## [REQUIRED ACTION]
Set each entry down exactly as written.

## [Stored data]

//! Row hashing pipeline.
//!
//! For every row, the canonical strings of the selected cells are concatenated
//! in column order and hashed with SHA-1 (UTF-8, lowercase hex). The identifier
//! cell is carried through unhashed. Absent cells contribute nothing.
//!
//! With no separator, values are joined back to back, so `"a" + "bc"` and
//! `"ab" + "c"` hash identically. That matches previously published hashes;
//! [`DigestOptions::separator`] opts into a delimited input instead.

use deid_model::{CellValue, Dataset, HashedRecord, Row};
use sha1::{Digest, Sha1};
use tracing::{debug, info_span};

use crate::selection::Selection;

/// SHA-1 of the empty string, produced for every row when nothing is selected.
pub const EMPTY_INPUT_DIGEST: &str = "da39a3ee5e6b4b0d3255bfef95601890afd80709";

/// Options controlling how the hash input is built.
#[derive(Debug, Clone, Default, PartialEq, Eq)]
pub struct DigestOptions {
    /// Inserted between consecutive selected values. `None` joins them directly.
    pub separator: Option<String>,
}

impl DigestOptions {
    pub fn with_separator(separator: impl Into<String>) -> Self {
        Self {
            separator: Some(separator.into()),
        }
    }
}

/// Lowercase hexadecimal SHA-1 of the UTF-8 bytes of `input`.
pub fn sha1_hex(input: &str) -> String {
    hex::encode(Sha1::digest(input.as_bytes()))
}

/// Builds the string hashed for one row.
///
/// Without a separator only present cells are concatenated. With one, every
/// selected column keeps a slot (empty when the cell is absent), so
/// `x, <absent>, y` and `x, y, <absent>` stay distinct.
pub fn row_digest_input(row: &Row, selection: &Selection, options: &DigestOptions) -> String {
    match &options.separator {
        None => row
            .iter()
            .filter(|(key, _)| selection.is_selected(*key))
            .map(|(_, value)| value.render())
            .collect(),
        Some(separator) => selection
            .selected_columns()
            .iter()
            .map(|key| row.get(*key).map(CellValue::render).unwrap_or_default())
            .collect::<Vec<_>>()
            .join(separator),
    }
}

/// Hashes every row of `dataset` with the reference (undelimited) input.
pub fn compute_digests(dataset: &Dataset, selection: &Selection) -> Vec<HashedRecord> {
    compute_digests_with(dataset, selection, &DigestOptions::default())
}

/// Hashes every row of `dataset`, one record per row in input order.
pub fn compute_digests_with(
    dataset: &Dataset,
    selection: &Selection,
    options: &DigestOptions,
) -> Vec<HashedRecord> {
    let span = info_span!(
        "compute_digests",
        rows = dataset.row_count(),
        selected = selection.selected_columns().len(),
        identifier = %selection.identifier_column(),
    );
    let _guard = span.enter();

    let records: Vec<HashedRecord> = dataset
        .rows()
        .iter()
        .map(|row| {
            let input = row_digest_input(row, selection, options);
            HashedRecord::new(
                row.get(selection.identifier_column()).cloned(),
                sha1_hex(&input),
            )
        })
        .collect();

    debug!(records = records.len(), "computed digests");
    records
}

#[cfg(test)]
mod tests {
    use super::*;
    use deid_model::{Column, ColumnKey};

    fn key(index: usize) -> ColumnKey {
        ColumnKey::from_index(index)
    }

    fn dataset(rows: Vec<Row>) -> Dataset {
        let columns = (0..3).map(|idx| Column::at(idx, format!("C{idx}"))).collect();
        Dataset::new(columns, rows).unwrap()
    }

    #[test]
    fn sha1_of_known_inputs() {
        assert_eq!(sha1_hex(""), EMPTY_INPUT_DIGEST);
        assert_eq!(sha1_hex("abc"), "a9993e364706816aba3e25717850c26c9cd0d89d");
    }

    #[test]
    fn input_skips_unselected_and_absent_cells() {
        let row = Row::new()
            .with_cell(key(0), "P1")
            .with_cell(key(2), CellValue::number(7.0));
        let selection = Selection::new(key(0)).with_selected([key(1), key(2)]);
        assert_eq!(
            row_digest_input(&row, &selection, &DigestOptions::default()),
            "7"
        );
    }

    #[test]
    fn separator_goes_between_values_only() {
        let row = Row::new()
            .with_cell(key(0), "a")
            .with_cell(key(1), "b")
            .with_cell(key(2), "c");
        let selection = Selection::new(key(0)).with_selected([key(0), key(1), key(2)]);
        let options = DigestOptions::with_separator("|");
        assert_eq!(row_digest_input(&row, &selection, &options), "a|b|c");
    }

    #[test]
    fn separator_keeps_a_slot_for_absent_cells() {
        let row = Row::new().with_cell(key(0), "x").with_cell(key(2), "y");
        let selection = Selection::new(key(0)).with_selected([key(0), key(1), key(2)]);
        let options = DigestOptions::with_separator("|");
        assert_eq!(row_digest_input(&row, &selection, &options), "x||y");
        assert_eq!(
            row_digest_input(&row, &selection, &DigestOptions::default()),
            "xy"
        );
    }

    #[test]
    fn absent_identifier_passes_through_as_none() {
        let data = dataset(vec![Row::new().with_cell(key(1), "Jane")]);
        let selection = Selection::new(key(0)).with_selected([key(1)]);
        let records = compute_digests(&data, &selection);
        assert_eq!(records.len(), 1);
        assert_eq!(records[0].participant_id, None);
        assert_eq!(records[0].digest, sha1_hex("Jane"));
    }

    #[test]
    fn empty_rows_still_produce_records() {
        let data = dataset(vec![Row::new(), Row::new()]);
        let selection = Selection::new(key(0)).with_selected([key(1)]);
        let records = compute_digests(&data, &selection);
        assert_eq!(records.len(), 2);
        assert!(records.iter().all(|r| r.digest == EMPTY_INPUT_DIGEST));
    }
}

## [RESPONSE]
//! Row hashing pipeline.
//!
//! For every row, the canonical strings of the selected cells are concatenated
//! in column order and hashed with SHA-1 (UTF-8, lowercase hex). The identifier
//! cell is carried through unhashed. Absent cells contribute nothing.
//!
//! With no separator, values are joined back to back, so `"a" + "bc"` and
//! `"ab" + "c"` hash identically. That matches previously published hashes;
//! [`DigestOptions::separator`] opts into a delimited input instead.

use deid_model::{CellValue, Dataset, HashedRecord, Row};
use sha1::{Digest, Sha1};
use tracing::{debug, info_span};

use crate::selection::Selection;

/// SHA-1 of the empty string, produced for every row when nothing is selected.
pub const EMPTY_INPUT_DIGEST: &str = "da39a3ee5e6b4b0d3255bfef95601890afd80709";

/// Options controlling how the hash input is built.
#[derive(Debug, Clone, Default, PartialEq, Eq)]
pub struct DigestOptions {
    /// Inserted between consecutive selected values. `None` joins them directly.
    pub separator: Option<String>,
}

impl DigestOptions {
    pub fn with_separator(separator: impl Into<String>) -> Self {
        Self {
            separator: Some(separator.into()),
        }
    }
}

/// Lowercase hexadecimal SHA-1 of the UTF-8 bytes of `input`.
pub fn sha1_hex(input: &str) -> String {
    hex::encode(Sha1::digest(input.as_bytes()))
}

/// Builds the string hashed for one row.
///
/// Without a separator only present cells are concatenated. With one, every
/// selected column keeps a slot (empty when the cell is absent), so
/// `x, <absent>, y` and `x, y, <absent>` stay distinct.
pub fn row_digest_input(row: &Row, selection: &Selection, options: &DigestOptions) -> String {
    match &options.separator {
        None => row
            .iter()
            .filter(|(key, _)| selection.is_selected(*key))
            .map(|(_, value)| value.render())
            .collect(),
        Some(separator) => selection
            .selected_columns()
            .iter()
            .map(|key| row.get(*key).map(CellValue::render).unwrap_or_default())
            .collect::<Vec<_>>()
            .join(separator),
    }
}

/// Hashes every row of `dataset` with the reference (undelimited) input.
pub fn compute_digests(dataset: &Dataset, selection: &Selection) -> Vec<HashedRecord> {
    compute_digests_with(dataset, selection, &DigestOptions::default())
}

/// Hashes every row of `dataset`, one record per row in input order.
pub fn compute_digests_with(
    dataset: &Dataset,
    selection: &Selection,
    options: &DigestOptions,
) -> Vec<HashedRecord> {
    let span = info_span!(
        "compute_digests",
        rows = dataset.row_count(),
        selected = selection.selected_columns().len(),
        identifier = %selection.identifier_column(),
    );
    let _guard = span.enter();

    let records: Vec<HashedRecord> = dataset
        .rows()
        .iter()
        .map(|row| {
            let input = row_digest_input(row, selection, options);
            HashedRecord::new(
                row.get(selection.identifier_column()).cloned(),
                sha1_hex(&input),
            )
        })
        .collect();

    debug!(records = records.len(), "computed digests");
    records
}

#[cfg(test)]
mod tests {
    use super::*;
    use deid_model::{Column, ColumnKey};

    fn key(index: usize) -> ColumnKey {
        ColumnKey::from_index(index)
    }

    fn dataset(rows: Vec<Row>) -> Dataset {
        let columns = (0..3).map(|idx| Column::at(idx, format!("C{idx}"))).collect();
        Dataset::new(columns, rows).unwrap()
    }

    #[test]
    fn sha1_of_known_inputs() {
        assert_eq!(sha1_hex(""), EMPTY_INPUT_DIGEST);
        assert_eq!(sha1_hex("abc"), "a9993e364706816aba3e25717850c26c9cd0d89d");
    }

    #[test]
    fn input_skips_unselected_and_absent_cells() {
        let row = Row::new()
            .with_cell(key(0), "P1")
            .with_cell(key(2), CellValue::number(7.0));
        let selection = Selection::new(key(0)).with_selected([key(1), key(2)]);
        assert_eq!(
            row_digest_input(&row, &selection, &DigestOptions::default()),
            "7"
        );
    }

    #[test]
    fn separator_goes_between_values_only() {
        let row = Row::new()
            .with_cell(key(0), "a")
            .with_cell(key(1), "b")
            .with_cell(key(2), "c");
        let selection = Selection::new(key(0)).with_selected([key(0), key(1), key(2)]);
        let options = DigestOptions::with_separator("|");
        assert_eq!(row_digest_input(&row, &selection, &options), "a|b|c");
    }

    #[test]
    fn separator_keeps_a_slot_for_absent_cells() {
        let row = Row::new().with_cell(key(0), "x").with_cell(key(2), "y");
        let selection = Selection::new(key(0)).with_selected([key(0), key(1), key(2)]);
        let options = DigestOptions::with_separator("|");
        assert_eq!(row_digest_input(&row, &selection, &options), "x||y");
        assert_eq!(
            row_digest_input(&row, &selection, &DigestOptions::default()),
            "xy"
        );
    }

    #[test]
    fn absent_identifier_passes_through_as_none() {
        let data = dataset(vec![Row::new().with_cell(key(1), "Jane")]);
        let selection = Selection::new(key(0)).with_selected([key(1)]);
        let records = compute_digests(&data, &selection);
        assert_eq!(records.len(), 1);
        assert_eq!(records[0].participant_id, None);
        assert_eq!(records[0].digest, sha1_hex("Jane"));
    }

    #[test]
    fn empty_rows_still_produce_records() {
        let data = dataset(vec![Row::new(), Row::new()]);
        let selection = Selection::new(key(0)).with_selected([key(1)]);
        let records = compute_digests(&data, &selection);
        assert_eq!(records.len(), 2);
        assert!(records.iter().all(|r| r.digest == EMPTY_INPUT_DIGEST));
    }
}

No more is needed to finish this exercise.